> [Data records]
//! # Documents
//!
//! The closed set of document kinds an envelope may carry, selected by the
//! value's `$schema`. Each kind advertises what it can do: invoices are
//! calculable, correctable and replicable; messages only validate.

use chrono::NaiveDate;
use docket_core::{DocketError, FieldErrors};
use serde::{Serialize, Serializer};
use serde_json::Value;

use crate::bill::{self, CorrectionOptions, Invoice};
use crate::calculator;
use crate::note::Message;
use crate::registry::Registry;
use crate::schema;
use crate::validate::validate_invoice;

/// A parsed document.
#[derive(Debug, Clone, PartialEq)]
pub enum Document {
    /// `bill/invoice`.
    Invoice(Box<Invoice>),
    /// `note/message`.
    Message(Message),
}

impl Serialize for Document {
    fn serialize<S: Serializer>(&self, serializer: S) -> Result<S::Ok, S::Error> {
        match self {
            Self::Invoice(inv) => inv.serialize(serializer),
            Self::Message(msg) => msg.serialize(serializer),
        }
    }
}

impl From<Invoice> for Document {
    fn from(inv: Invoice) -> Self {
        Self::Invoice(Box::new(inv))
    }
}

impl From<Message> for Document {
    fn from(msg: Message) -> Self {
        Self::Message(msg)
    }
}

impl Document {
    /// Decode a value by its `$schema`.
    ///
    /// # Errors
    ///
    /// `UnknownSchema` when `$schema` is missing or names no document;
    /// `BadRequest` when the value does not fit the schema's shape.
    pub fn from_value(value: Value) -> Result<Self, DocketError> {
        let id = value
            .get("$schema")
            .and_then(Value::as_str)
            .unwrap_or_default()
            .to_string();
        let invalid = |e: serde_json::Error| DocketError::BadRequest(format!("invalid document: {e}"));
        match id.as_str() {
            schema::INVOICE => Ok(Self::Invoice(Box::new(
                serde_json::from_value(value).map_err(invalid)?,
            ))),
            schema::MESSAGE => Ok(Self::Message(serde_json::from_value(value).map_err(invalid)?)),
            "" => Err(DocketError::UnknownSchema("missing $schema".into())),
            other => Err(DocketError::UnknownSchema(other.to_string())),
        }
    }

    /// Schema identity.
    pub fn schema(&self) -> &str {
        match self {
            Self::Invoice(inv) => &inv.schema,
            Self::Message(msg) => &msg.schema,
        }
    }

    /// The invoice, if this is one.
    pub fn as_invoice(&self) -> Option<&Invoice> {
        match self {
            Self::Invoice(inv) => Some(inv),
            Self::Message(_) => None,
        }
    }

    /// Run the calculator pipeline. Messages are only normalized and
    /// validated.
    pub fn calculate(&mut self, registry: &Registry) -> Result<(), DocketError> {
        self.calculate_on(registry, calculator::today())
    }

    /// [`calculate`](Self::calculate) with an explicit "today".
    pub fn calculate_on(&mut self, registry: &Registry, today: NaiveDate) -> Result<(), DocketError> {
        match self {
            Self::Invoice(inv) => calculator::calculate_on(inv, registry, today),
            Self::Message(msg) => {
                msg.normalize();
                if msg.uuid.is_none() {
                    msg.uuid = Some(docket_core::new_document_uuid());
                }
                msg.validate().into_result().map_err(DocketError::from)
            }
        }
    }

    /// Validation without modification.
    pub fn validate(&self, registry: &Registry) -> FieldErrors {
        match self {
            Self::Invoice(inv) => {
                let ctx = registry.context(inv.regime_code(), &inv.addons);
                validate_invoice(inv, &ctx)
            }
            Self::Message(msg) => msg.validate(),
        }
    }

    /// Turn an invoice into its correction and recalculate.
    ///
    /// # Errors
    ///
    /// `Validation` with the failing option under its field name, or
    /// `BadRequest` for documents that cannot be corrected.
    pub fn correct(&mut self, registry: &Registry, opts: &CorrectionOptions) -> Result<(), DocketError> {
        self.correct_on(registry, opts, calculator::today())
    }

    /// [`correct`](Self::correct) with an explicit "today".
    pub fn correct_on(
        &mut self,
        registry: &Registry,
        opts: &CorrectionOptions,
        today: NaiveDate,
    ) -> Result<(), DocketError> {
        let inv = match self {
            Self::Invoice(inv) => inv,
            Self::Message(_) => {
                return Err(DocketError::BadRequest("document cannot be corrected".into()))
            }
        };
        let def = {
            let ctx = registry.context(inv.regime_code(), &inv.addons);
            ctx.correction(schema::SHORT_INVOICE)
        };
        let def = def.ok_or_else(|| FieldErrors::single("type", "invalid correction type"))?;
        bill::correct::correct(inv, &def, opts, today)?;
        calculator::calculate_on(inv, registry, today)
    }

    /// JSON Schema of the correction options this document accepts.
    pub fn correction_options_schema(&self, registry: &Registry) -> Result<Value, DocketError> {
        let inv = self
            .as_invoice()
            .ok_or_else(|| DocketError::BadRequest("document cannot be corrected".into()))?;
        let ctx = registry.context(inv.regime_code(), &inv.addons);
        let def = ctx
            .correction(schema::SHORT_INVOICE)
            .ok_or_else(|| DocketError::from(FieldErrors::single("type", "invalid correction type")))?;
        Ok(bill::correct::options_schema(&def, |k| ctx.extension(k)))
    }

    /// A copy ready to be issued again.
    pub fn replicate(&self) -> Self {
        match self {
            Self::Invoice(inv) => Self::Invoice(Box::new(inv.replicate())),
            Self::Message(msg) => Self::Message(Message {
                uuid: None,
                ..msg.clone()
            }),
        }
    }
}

> [Work task]
Give back every line of the data exactly.

> [Written answer]
//! # Documents
//!
//! The closed set of document kinds an envelope may carry, selected by the
//! value's `$schema`. Each kind advertises what it can do: invoices are
//! calculable, correctable and replicable; messages only validate.

use chrono::NaiveDate;
use docket_core::{DocketError, FieldErrors};
use serde::{Serialize, Serializer};
use serde_json::Value;

use crate::bill::{self, CorrectionOptions, Invoice};
use crate::calculator;
use crate::note::Message;
use crate::registry::Registry;
use crate::schema;
use crate::validate::validate_invoice;

/// A parsed document.
#[derive(Debug, Clone, PartialEq)]
pub enum Document {
    /// `bill/invoice`.
    Invoice(Box<Invoice>),
    /// `note/message`.
    Message(Message),
}

impl Serialize for Document {
    fn serialize<S: Serializer>(&self, serializer: S) -> Result<S::Ok, S::Error> {
        match self {
            Self::Invoice(inv) => inv.serialize(serializer),
            Self::Message(msg) => msg.serialize(serializer),
        }
    }
}

impl From<Invoice> for Document {
    fn from(inv: Invoice) -> Self {
        Self::Invoice(Box::new(inv))
    }
}

impl From<Message> for Document {
    fn from(msg: Message) -> Self {
        Self::Message(msg)
    }
}

impl Document {
    /// Decode a value by its `$schema`.
    ///
    /// # Errors
    ///
    /// `UnknownSchema` when `$schema` is missing or names no document;
    /// `BadRequest` when the value does not fit the schema's shape.
    pub fn from_value(value: Value) -> Result<Self, DocketError> {
        let id = value
            .get("$schema")
            .and_then(Value::as_str)
            .unwrap_or_default()
            .to_string();
        let invalid = |e: serde_json::Error| DocketError::BadRequest(format!("invalid document: {e}"));
        match id.as_str() {
            schema::INVOICE => Ok(Self::Invoice(Box::new(
                serde_json::from_value(value).map_err(invalid)?,
            ))),
            schema::MESSAGE => Ok(Self::Message(serde_json::from_value(value).map_err(invalid)?)),
            "" => Err(DocketError::UnknownSchema("missing $schema".into())),
            other => Err(DocketError::UnknownSchema(other.to_string())),
        }
    }

    /// Schema identity.
    pub fn schema(&self) -> &str {
        match self {
            Self::Invoice(inv) => &inv.schema,
            Self::Message(msg) => &msg.schema,
        }
    }

    /// The invoice, if this is one.
    pub fn as_invoice(&self) -> Option<&Invoice> {
        match self {
            Self::Invoice(inv) => Some(inv),
            Self::Message(_) => None,
        }
    }

    /// Run the calculator pipeline. Messages are only normalized and
    /// validated.
    pub fn calculate(&mut self, registry: &Registry) -> Result<(), DocketError> {
        self.calculate_on(registry, calculator::today())
    }

    /// [`calculate`](Self::calculate) with an explicit "today".
    pub fn calculate_on(&mut self, registry: &Registry, today: NaiveDate) -> Result<(), DocketError> {
        match self {
            Self::Invoice(inv) => calculator::calculate_on(inv, registry, today),
            Self::Message(msg) => {
                msg.normalize();
                if msg.uuid.is_none() {
                    msg.uuid = Some(docket_core::new_document_uuid());
                }
                msg.validate().into_result().map_err(DocketError::from)
            }
        }
    }

    /// Validation without modification.
    pub fn validate(&self, registry: &Registry) -> FieldErrors {
        match self {
            Self::Invoice(inv) => {
                let ctx = registry.context(inv.regime_code(), &inv.addons);
                validate_invoice(inv, &ctx)
            }
            Self::Message(msg) => msg.validate(),
        }
    }

    /// Turn an invoice into its correction and recalculate.
    ///
    /// # Errors
    ///
    /// `Validation` with the failing option under its field name, or
    /// `BadRequest` for documents that cannot be corrected.
    pub fn correct(&mut self, registry: &Registry, opts: &CorrectionOptions) -> Result<(), DocketError> {
        self.correct_on(registry, opts, calculator::today())
    }

    /// [`correct`](Self::correct) with an explicit "today".
    pub fn correct_on(
        &mut self,
        registry: &Registry,
        opts: &CorrectionOptions,
        today: NaiveDate,
    ) -> Result<(), DocketError> {
        let inv = match self {
            Self::Invoice(inv) => inv,
            Self::Message(_) => {
                return Err(DocketError::BadRequest("document cannot be corrected".into()))
            }
        };
        let def = {
            let ctx = registry.context(inv.regime_code(), &inv.addons);
            ctx.correction(schema::SHORT_INVOICE)
        };
        let def = def.ok_or_else(|| FieldErrors::single("type", "invalid correction type"))?;
        bill::correct::correct(inv, &def, opts, today)?;
        calculator::calculate_on(inv, registry, today)
    }

    /// JSON Schema of the correction options this document accepts.
    pub fn correction_options_schema(&self, registry: &Registry) -> Result<Value, DocketError> {
        let inv = self
            .as_invoice()
            .ok_or_else(|| DocketError::BadRequest("document cannot be corrected".into()))?;
        let ctx = registry.context(inv.regime_code(), &inv.addons);
        let def = ctx
            .correction(schema::SHORT_INVOICE)
            .ok_or_else(|| DocketError::from(FieldErrors::single("type", "invalid correction type")))?;
        Ok(bill::correct::options_schema(&def, |k| ctx.extension(k)))
    }

    /// A copy ready to be issued again.
    pub fn replicate(&self) -> Self {
        match self {
            Self::Invoice(inv) => Self::Invoice(Box::new(inv.replicate())),
            Self::Message(msg) => Self::Message(Message {
                uuid: None,
                ..msg.clone()
            }),
        }
    }
}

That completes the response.